> [WORK TO BE COMPLETED]:
Copy, from the material below, each line that contains the word "licenses".

━━━━━━━━

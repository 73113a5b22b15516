/*
 * Copyright 2025 Security Union LLC
 *
 * Licensed under either of
 *
 * * Apache License, Version 2.0
 *   (http://www.apache.org/licenses/LICENSE-2.0)
 * * MIT license
 *   (http://opensource.org/licenses/MIT)
 *
 * at your option.
 *
 * Unless you explicitly state otherwise, any contribution intentionally
 * submitted for inclusion in the work by you, as defined in the Apache-2.0
 * license, shall be dual licensed as above, without any additional terms or
 * conditions.
 */

//! Records carried inside native event payloads.
//!
//! These deserialize from the camelCase JSON the native runtime emits.  The
//! runtime owns all of them; the bridge only relays transient references.

use serde::{Deserialize, Serialize};
use serde_json::{Map, Value};

/// A remote or local endpoint inside a room.
#[derive(Clone, Debug, PartialEq, Eq, Serialize, Deserialize)]
#[serde(rename_all = "camelCase")]
pub struct Participant {
    /// Unique session identifier assigned by the runtime.
    pub sid: String,
    /// Human-readable identity from the access credential.
    pub identity: String,
}

/// A single audio, video, or data stream published by a participant.
#[derive(Clone, Debug, PartialEq, Eq, Serialize, Deserialize)]
#[serde(rename_all = "camelCase")]
pub struct Track {
    pub enabled: bool,
    pub track_name: String,
    pub track_sid: String,
}

/// Lookup key addressing a specific remote video feed to a rendering surface.
#[derive(Clone, Debug, PartialEq, Eq, Hash, Serialize, Deserialize)]
#[serde(rename_all = "camelCase")]
pub struct TrackIdentifier {
    pub participant_sid: String,
    pub video_track_sid: String,
}

/// A decoded binary data-track message.
///
/// The native runtime delivers binary payloads base64-encoded inside the
/// `message` field; the bridge decodes that field and passes every other
/// payload field through untouched in `extra`.
#[derive(Clone, Debug, Default, PartialEq)]
pub struct BinaryMessage {
    /// The decoded byte sequence.
    pub message: Vec<u8>,
    /// All remaining payload fields (e.g. `trackSid`), unmodified.
    pub extra: Map<String, Value>,
}

impl BinaryMessage {
    /// Convenience accessor for the `trackSid` field, when present.
    pub fn track_sid(&self) -> Option<&str> {
        self.extra.get("trackSid").and_then(Value::as_str)
    }
}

━━━━━━━━

> [WRITTEN ANSWER]:
 *   (http://www.apache.org/licenses/LICENSE-2.0)
 *   (http://opensource.org/licenses/MIT)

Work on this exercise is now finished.